Bow drills were still commonly used in India in 25 years ago.

Because electricity was unreliable and machinery was expensive.

Oarch 4 hours ago | parent | prev | next [-]

For the curious, Clickspring has recreated something a lot like this and uses it on his Antikythera Mechanism videos on YT.

toolslive 5 hours ago | parent | prev | next [-]

It's what a lot of engineers have been saying for decades: Looking at the surfaces of the artefacts, it's obvious more advanced tooling, than what was claimed by archaeologists, must have been used. Oh irony, the bits were already lying about in the museum's archive for a century.
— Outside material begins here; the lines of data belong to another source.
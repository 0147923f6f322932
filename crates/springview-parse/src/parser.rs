use anyhow::{anyhow, Result};
use springview_model::{Edge, Graph};
use std::collections::HashSet;

/// Parses the line-oriented graph format: `vertex <id>` and
/// `edge <from> <to>`, one record per line. Blank lines and unknown record
/// kinds are skipped; a record missing a required token is an error.
pub fn parse_graph(text: &str) -> Result<Graph> {
    let mut vertices: HashSet<String> = HashSet::new();
    let mut edges: Vec<Edge> = Vec::new();

    for line in text.lines() {
        let mut tokens = line.split_whitespace();
        let Some(kind) = tokens.next() else {
            continue;
        };

        match kind {
            "vertex" => {
                let id = tokens
                    .next()
                    .ok_or_else(|| anyhow!("vertex record missing id: {line:?}"))?;
                vertices.insert(id.to_string());
            }
            "edge" => {
                let from = tokens
                    .next()
                    .ok_or_else(|| anyhow!("edge record missing source: {line:?}"))?;
                let to = tokens
                    .next()
                    .ok_or_else(|| anyhow!("edge record missing destination: {line:?}"))?;
                edges.push(Edge {
                    from: from.to_string(),
                    to: to.to_string(),
                });
            }
            _ => {}
        }
    }

    Ok(Graph { vertices, edges })
}

#[cfg(test)]
mod tests {
    use super::*;

    #[test]
    fn unknown_record_kinds_are_ignored() {
        let graph = parse_graph("comment this line means nothing\nvertex A\n").unwrap();
        assert_eq!(graph.vertices.len(), 1);
        assert!(graph.edges.is_empty());
    }

    #[test]
    fn extra_tokens_are_ignored() {
        let graph = parse_graph("edge A B trailing junk\n").unwrap();
        assert_eq!(graph.edges.len(), 1);
        assert_eq!(graph.edges[0].from, "A");
        assert_eq!(graph.edges[0].to, "B");
    }

    #[test]
    fn vertex_record_requires_an_id() {
        assert!(parse_graph("vertex\n").is_err());
    }
}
MarkusQ 3 hours ago | parent [-]

Quite frustrating how archeology swings over the years from "we'll believe anything" to "we won't accept any claim without a preserved example". While some of the excesses of the past were clearly excessive, drilled holes should have been sufficient evidence of drills, people living on islands should be sufficient evidence of boats, rope-worn bones should be considered evidence of rope and so forth.

andrewflnr 3 hours ago | parent [-]

Balance would be nice, yes, but I think the conservative approach is closer to correct, especially given the natural human bias toward believing sensational theories.

mojomark 8 minutes ago | parent | next [-]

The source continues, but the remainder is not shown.